The power of numbers: Rules for reining in the use of CT scans

When does a trauma patient need a CT scan? Clinical rules could help doctors decide, and in the process help reduce a child's lifetime radiation exposure. (Image: Andrew Ciscel/Flickr)

The use of computed tomography (CT) scans has dramatically changed the practice of medicine in the past two decades. Patients with abdominal pain are no longer routinely admitted for serial abdominal exams to evaluate for appendicitis, because now we can just get the CT. Children with head trauma may need less hospital observation time in the emergency department (ED), because we can just get the CT.

But “just getting the CT” comes with costs, not just medical healthcare dollars spent but the costs associated with lethal malignancies in the future caused by the radiation used in the course of CTs.

Since the mid 1990s, the use of CT has more than doubled in the United States. At that time, doctors did not give much thought to the long-term and cumulative effects of ionizing radiation. Now, however, we know that children in particular have a heightened risk of CT-related cancers because of their immature tissues’ increased sensitivity to the effects of radiation, the longer relative span of time they have to manifest cancer, and the fact that pediatric radiation dosing is not used universally (meaning that during a scan some children are exposed to the same amount of radiation that would be used with an adult). And the relative risk of lethal malignancy increases with younger age, so that while a child under 10 has a 1 in 5,000 risk of developing a lethal tumor from a head CT, for a child under age 1 the risk is 1 in 1,000.

Obviously clinicians need to use CT in patient care—we just need to be cognizant of the potential risks and also need to use available tools like decision rules to guide us in deciding when best to use this important diagnostic test.

This is where the power of numbers is important. Children’s Hospital Boston is part of the Pediatric Emergency Care Applied Research Network (PECARN), which is the first research-focused national network of EDs funded by the federal Emergency Medical Services of Children (EMSC) program. The more than 20 EDs in the United States that take part in PECARN take care of more than 800,000 children annually. With a focus on improving the care of children, PECARN allows researchers to access the large numbers of children needed to study serious pediatric illnesses and injuries with low incidence rates, and provides a mechanism for translating study results into clinical practice.

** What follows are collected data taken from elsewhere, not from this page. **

#[cfg(test)]
mod tests {
    use super::*;
    use crate::opcodes::CallMode;

    const RET: u8 = 0x00;
    const END: u8 = 0xB2;

    fn check_pointers(script: &EventScript) {
        for obj in 0..script.object_count() {
            let mut prev = 0;
            for func in 0..FUNCTIONS_PER_OBJECT {
                let p = script.function_start(obj, func).unwrap();
                assert!(p >= prev, "object {} function {} went backwards", obj, func);
                assert!(p >= script.header_len() && p <= script.len());
                prev = p;
            }
        }
    }

    /// Object 0: function 0 jumps over a textbox, function 1 loops back.
    fn jumpy() -> EventScript {
        let bytes = build_script(&[&[
            // 32: JumpForward 3 -> 36
            &[0x10, 0x03, 0xBB, 0x01, RET],
            // 37: Textbox 2, JumpBack 3 -> 37
            &[0xBB, 0x02, 0x11, 0x03, RET],
        ]]);
        EventScript::parse(&bytes).unwrap()
    }

    #[test]
    fn parses_and_reserializes() {
        let bytes = build_script(&[&[&[0xBB, 0x01, RET], &[RET]], &[&[RET]]]);
        let script = EventScript::parse(&bytes).unwrap();
        assert_eq!(script.object_count(), 2);
        assert_eq!(script.header_len(), 64);
        assert_eq!(script.function_start(0, 0).unwrap(), 64);
        assert_eq!(script.function_end(0, 0).unwrap(), 67);
        assert!(script.is_function_empty(0, 5).unwrap());
        assert!(!script.is_function_empty(0, 1).unwrap());
        assert_eq!(script.get_function(0, 7).unwrap(), &[RET]);
        assert_eq!(script.object_end(0).unwrap(), 68);
        assert_eq!(script.object_end(1).unwrap(), 69);
        assert_eq!(script.to_bytes(), bytes);
        assert!(!script.is_modified());
    }

    #[test]
    fn rejects_bad_tables() {
        assert!(EventScript::parse(&[]).is_err());
        assert!(EventScript::parse(&[1, 0, 0]).is_err());
        let mut bytes = build_script(&[&[&[RET]]]);
        bytes[1] = 0x10;
        assert!(matches!(EventScript::parse(&bytes), Err(RomError::Format(_))));
    }

    #[test]
    fn lookups_check_bounds() {
        let script = jumpy();
        assert!(matches!(script.function_start(1, 0), Err(RomError::NoSuchObject(1))));
        assert!(matches!(
            script.function_start(0, 16),
            Err(RomError::NoSuchFunction { .. })
        ));
    }

    #[test]
    fn insert_grows_crossing_jumps() {
        let mut script = jumpy();
        script.insert(34, &[0xBB, 0x09]).unwrap();
        assert_eq!(script.command_at(32).unwrap(), EventCommand::jump_forward(5));
        assert_eq!(script.function_start(0, 1).unwrap(), 39);
        assert_eq!(script.command_at(41).unwrap(), EventCommand::jump_back(3));
        assert!(script.is_modified());
        check_pointers(&script);
    }

    #[test]
    fn insert_at_function_start_joins_that_function() {
        let mut script = jumpy();
        script.insert(37, &[0xBB, 0x09]).unwrap();
        assert_eq!(script.function_start(0, 1).unwrap(), 37);
        assert_eq!(script.get_function(0, 1).unwrap()[..2], [0xBB, 0x09]);
        // The loop still returns to the top of function 1.
        assert_eq!(script.command_at(41).unwrap(), EventCommand::jump_back(5));
        assert_eq!(script.command_at(32).unwrap(), EventCommand::jump_forward(3));
    }

    #[test]
    fn delete_then_insert_restores_script() {
        let mut script = jumpy();
        let original = script.to_bytes();
        script.delete(37, 2).unwrap();
        assert_eq!(script.command_at(37).unwrap(), EventCommand::jump_back(1));
        script.insert(37, &[0xBB, 0x02]).unwrap();
        assert_eq!(script.to_bytes(), original);
    }

    #[test]
    fn insert_then_delete_is_identity_everywhere() {
        let original = jumpy();
        let boundaries: Vec<usize> = original
            .all_commands()
            .map(|c| c.unwrap().0)
            .chain(std::iter::once(original.len()))
            .collect();
        for pos in boundaries {
            let mut script = original.clone();
            script.insert(pos, &[0xBB, 0x07]).unwrap();
            check_pointers(&script);
            script.delete(pos, 2).unwrap();
            assert_eq!(script.to_bytes(), original.to_bytes(), "at {:#X}", pos);
        }
    }

    #[test]
    fn edits_off_instruction_boundaries_are_rejected() {
        let mut script = jumpy();
        assert!(matches!(
            script.insert(33, &[RET]),
            Err(RomError::NotOnInstructionBoundary(33))
        ));
        assert!(matches!(
            script.delete(32, 1),
            Err(RomError::NotOnInstructionBoundary(33))
        ));
        assert!(script.insert(32, &[0x12, 0x00]).is_err());
        assert!(!script.is_modified());
    }

    #[test]
    fn jump_overflow_leaves_script_untouched() {
        let mut code = vec![0x10, 0xFE];
        code.extend(std::iter::repeat(RET).take(0xFE));
        code.push(END);
        let mut script = EventScript::parse(&build_script(&[&[&code]])).unwrap();
        let before = script.to_bytes();

        assert!(matches!(
            script.insert(40, &[0xBB, 0x00]),
            Err(RomError::JumpOutOfRange { pos: 32, distance: 0x100 })
        ));
        assert_eq!(script.to_bytes(), before);
        assert!(!script.is_modified());
    }

    #[test]
    fn replace_and_delete_commands() {
        let mut script = jumpy();
        script
            .replace_command(34, &EventCommand::new(0x12, vec![1, 2, 3, 4]).unwrap())
            .unwrap();
        assert_eq!(script.command_at(32).unwrap(), EventCommand::jump_forward(6));
        assert_eq!(script.function_start(0, 1).unwrap(), 40);

        script.delete_command(34).unwrap();
        assert_eq!(script.command_at(32).unwrap(), EventCommand::jump_forward(1));
        assert_eq!(script.function_start(0, 1).unwrap(), 35);
    }

    #[test]
    fn set_function_fills_empty_slot() {
        let bytes = build_script(&[&[&[0xBB, 0x01, RET], &[RET]], &[&[RET]]]);
        let mut script = EventScript::parse(&bytes).unwrap();
        script.set_function(0, 3, &[0xBB, 0x04, RET]).unwrap();

        assert_eq!(script.function_start(0, 3).unwrap(), 68);
        assert_eq!(script.get_function(0, 3).unwrap(), &[0xBB, 0x04, RET]);
        assert_eq!(script.get_function(0, 2).unwrap(), &[RET]);
        for func in 4..16 {
            assert!(script.is_function_empty(0, func).unwrap());
            assert_eq!(script.function_start(0, func).unwrap(), 68);
        }
        assert_eq!(script.object_start(1).unwrap(), 71);
        assert_eq!(script.get_function(1, 0).unwrap(), &[RET]);
        check_pointers(&script);
    }

    #[test]
    fn set_function_replaces_code() {
        let mut script = jumpy();
        script.set_function(0, 0, &[0xBB, 0x05, RET]).unwrap();
        assert_eq!(script.get_function(0, 0).unwrap(), &[0xBB, 0x05, RET]);
        assert_eq!(script.function_start(0, 1).unwrap(), 35);
        assert_eq!(script.command_at(37).unwrap(), EventCommand::jump_back(3));
        assert!(script.set_function(0, 0, &[0x12]).is_err());
    }

    #[test]
    fn appended_object_takes_new_function() {
        let bytes = build_script(&[&[&[RET]], &[&[RET]]]);
        let mut script = EventScript::parse(&bytes).unwrap();
        let original_len = script.len();

        let id = script.append_object().unwrap();
        assert_eq!(id, 2);
        assert_eq!(script.object_start(0).unwrap(), 96);
        assert_eq!(script.object_start(1).unwrap(), 97);
        assert_eq!(script.function_start(2, 0).unwrap(), original_len + 32);
        assert!(script.is_function_empty(2, 2).unwrap());

        let code = [
            EventCommand::return_cmd().to_bytes(),
            EventCommand::end_cmd().to_bytes(),
        ]
        .concat();
        script.set_function(id, 0, &code).unwrap();
        let out = script.to_bytes();
        assert_eq!(out[0], 3);
        assert_eq!(script.function_start(2, 0).unwrap(), 98);

        let reparsed = EventScript::parse(&out).unwrap();
        let start = reparsed.function_start(2, 0).unwrap();
        let end = reparsed.function_end(2, 0).unwrap();
        let decoded: Vec<EventCommand> = reparsed
            .commands(start, end)
            .map(|c| c.unwrap().1)
            .collect();
        assert_eq!(decoded, vec![EventCommand::return_cmd(), EventCommand::end_cmd()]);
        check_pointers(&reparsed);
    }

    #[test]
    fn appending_after_codeless_object_keeps_order() {
        let bytes = build_script(&[&[&[RET]], &[]]);
        let mut script = EventScript::parse(&bytes).unwrap();
        assert_eq!(script.object_start(1).unwrap(), script.len());

        let id = script.append_object().unwrap();
        assert_eq!(id, 2);
        assert_eq!(script.object_start(1).unwrap(), 97);
        assert_eq!(script.object_end(1).unwrap(), 97);
        assert_eq!(script.object_start(2).unwrap(), 97);
        assert_eq!(script.function_start(2, 1).unwrap(), 98);
        assert_eq!(script.len(), 99);
        check_pointers(&script);

        let starts: Vec<usize> = (0..script.object_count())
            .map(|obj| script.object_start(obj).unwrap())
            .collect();
        assert!(starts.windows(2).all(|w| w[0] <= w[1]));
    }

    #[test]
    fn appending_keeps_jumps_to_stream_end() {
        // 33: JumpForward 1 -> 35, the end of the stream.
        let code = [RET, 0x10, 0x01];
        let mut script = EventScript::parse(&build_script(&[&[&code]])).unwrap();
        assert_eq!(script.len(), 35);

        let id = script.append_object().unwrap();
        assert_eq!(script.get_function(0, 0).unwrap(), &code);
        let jump = script.find_command(&[0x11, 0x10], 64, 67).unwrap();
        let (_, target) = jump_target(jump, &script.command_at(jump).unwrap())
            .unwrap()
            .unwrap();
        assert_eq!(target, script.object_start(id).unwrap());
        assert_eq!(script.object_end(0).unwrap(), target);
        check_pointers(&script);
    }

    #[test]
    fn copied_object_keeps_layout() {
        let mut script = jumpy();
        let id = script.append_copy_of(0).unwrap();
        assert_eq!(id, 1);
        for func in 0..16 {
            assert_eq!(
                script.get_function(0, func).unwrap().to_vec(),
                script.get_function(1, func).unwrap().to_vec()
            );
        }
        assert_eq!(
            script.function_start(1, 1).unwrap() - script.object_start(1).unwrap(),
            5
        );
        check_pointers(&script);
    }

    #[test]
    fn removing_an_object_rewrites_references() {
        let call1 = EventCommand::call_obj_function(1, 2, 3, CallMode::Sync).unwrap().to_bytes();
        let call2 = EventCommand::call_obj_function(2, 0, 1, CallMode::Halt).unwrap().to_bytes();
        let show2 = EventCommand::set_object_visibility(2, true).unwrap().to_bytes();
        let hide1 = EventCommand::set_object_visibility(1, false).unwrap().to_bytes();
        // JumpForward 4 skips the call to object 1.
        let obj0 = [vec![0x10, 0x04], call1, call2, show2, vec![RET]].concat();
        let obj2 = [hide1, vec![RET]].concat();
        let bytes = build_script(&[&[&obj0], &[&[RET]], &[&obj2]]);
        let mut script = EventScript::parse(&bytes).unwrap();

        script.remove_object(1).unwrap();
        assert_eq!(script.object_count(), 2);
        assert_eq!(
            script.get_function(0, 0).unwrap(),
            &[0x10, 0x01, 0x04, 0x02, 0x10, 0x7C, 0x02, RET]
        );
        assert_eq!(script.get_function(1, 0).unwrap(), &[RET]);
        assert_eq!(script.object_start(1).unwrap(), 64 + 8);
        check_pointers(&script);

        assert!(matches!(script.remove_object(5), Err(RomError::NoSuchObject(5))));
    }

    #[test]
    fn odd_object_handle_stops_removal() {
        let bytes = build_script(&[&[&[RET]], &[&[0x7C, 0x01, RET]]]);
        let mut script = EventScript::parse(&bytes).unwrap();
        assert!(matches!(script.remove_object(0), Err(RomError::Format(_))));
        assert_eq!(script.to_bytes(), bytes);
        assert!(!script.is_modified());
    }

    #[test]
    fn finds_commands_and_bytes() {
        let script = jumpy();
        assert_eq!(script.find_command(&[0xBB], 32, 42).unwrap(), 34);
        assert_eq!(script.find_command(&[0xBB], 36, 42).unwrap(), 37);
        assert!(matches!(
            script.find_command(&[0xB2], 32, 42),
            Err(RomError::CommandNotFound { .. })
        ));
        assert_eq!(script.find_command_opt(&[0x11], 32, 37).unwrap(), None);
        assert_eq!(script.find_bytes(&[0x02, 0x11], 0, 100), Some(38));
        assert_eq!(script.find_bytes(&[0x77], 0, 100), None);
    }

    #[test]
    fn patches_command_arguments_in_place() {
        let mut script = jumpy();
        assert_eq!(script.patch_command_argument(0, 1, 0xBB, 0, &[0x33]).unwrap(), 37);
        assert_eq!(script.command_at(37).unwrap(), EventCommand::textbox(0x33));
        assert!(script.patch_command_argument(0, 1, 0xBB, 1, &[0]).is_err());
        assert!(matches!(
            script.patch_command_argument(0, 0, 0x88, 0, &[0]),
            Err(RomError::CommandNotFound { .. })
        ));

        let mut effect = EventScript::parse(&build_script(&[&[&[0x88, 0x10, RET]]])).unwrap();
        assert!(effect.patch_command_argument(0, 0, 0x88, 0, &[0x20]).is_err());
        assert!(effect.patch_command_argument(0, 0, 0x88, 0, &[0x01]).is_ok());
    }

    #[test]
    fn first_edit_compacts_string_indices() {
        let mut script = jumpy();
        script.strings = StringTable::from_loaded(
            [(1, b"one".to_vec()), (2, b"two".to_vec())].into_iter().collect(),
            None,
        );
        let idx = script.add_string(b"three").unwrap();
        assert_eq!(idx, 2);
        assert_eq!(script.command_at(34).unwrap(), EventCommand::textbox(0));
        assert_eq!(script.command_at(37).unwrap(), EventCommand::textbox(1));
        assert_eq!(script.string(1).unwrap(), b"two");
        assert!(script.strings_dirty());

        // Later edits leave the numbering alone.
        script.set_string(0, b"uno").unwrap();
        assert_eq!(script.command_at(34).unwrap(), EventCommand::textbox(0));
        assert_eq!(script.string_count(), 3);
    }

    #[test]
    fn string_table_command_is_added_once() {
        let mut script = jumpy();
        assert_eq!(script.string_table_address().unwrap(), None);
        script.set_string_table_address(0xC6_1234).unwrap();
        assert_eq!(script.string_table_address().unwrap(), Some(0xC6_1234));
        assert_eq!(script.command_at(36).unwrap(), EventCommand::jump_forward(3));

        script.set_string_table_address(0xC6_0000).unwrap();
        assert_eq!(script.string_table_address().unwrap(), Some(0xC6_0000));
        assert_eq!(script.len(), jumpy().len() + 4);
    }

    #[test]
    fn disassembles_functions() {
        let text = jumpy().disassemble().unwrap();
        assert!(text.contains("object 0"));
        assert!(text.contains("  function  0 @ 0020"));
        assert!(text.contains("    0020  JumpForward 03"));
        assert!(text.contains("  function  2 = function 1"));
    }
}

Traumatic brain injury (TBI) is one important area in which PECARN has conducted and published research. From 2004-2006, PECARN enrolled 42,412 children under 18 to derive and validate age-specific clinical prediction rules that would help identify those children at very low risk of clinically important TBI after a blunt head trauma, and who may not need a CT as part of their evaluation. The rules for each age group are relative simple, with only seven elements for each rule, and intuitive, based on clinical knowledge. According to our statistical calculations, they are also 99.9 percent effective at identifying children with head trauma who do not require a CT scan. If the decision rule had been applied within PECARN’s TBI study population, 25 percent of children under age 2 and 20 percent of those two or older could have avoided CT scans (which could have reduced their acute cost of care two-fold).

PECARN recently completed a study of over 12,000 children under 18 to develop a clinical decision rule for evaluating intra-abdominal injury due to blunt abdominal trauma. The results of this study were presented at this past May’s Pediatric Academic Societies meeting in Denver and again at last weekend’s Society of Academic Emergency Medicine conference here in Boston. Similar to the TBI decision rule, this abdominal injury decision rule will be an important tool to help guide clinicians in the most appropriate use of CT scans in their efforts to care for children and adolescents with blunt abdominal trauma.

With these types of clinical decision rules, clinicians can hopefully begin to further standardize the evaluation and care of pediatric trauma patients. Avoiding the CT scans in those at a low risk for TBI and intra-abdominal injury will be an important part of reducing CT use in children and, consequently, their future risk of lethal malignancies.

This is just one illustration of the power of numbers helping guide the clinical care of many.

Lois K. Lee, MD, MPH, is a board certified pediatric emergency medicine specialist with a clinical and research focus on pediatric trauma care and injury prevention. As a staff physician in the Emergency Department at Children’s Hospital Boston, she pursues her interest in pediatric trauma care and injury prevention through teaching, research, and advocacy. Lee is also the medical director of the Emergency Department Pediatric Injury Prevention Program (PIPP), and in this role promotes child passenger safety and home safety, and advocates for legislation for the primary seat belt bill in Massachusetts. She also promotes injury prevention at home with her 8-year-old son and 4-year-old daughter.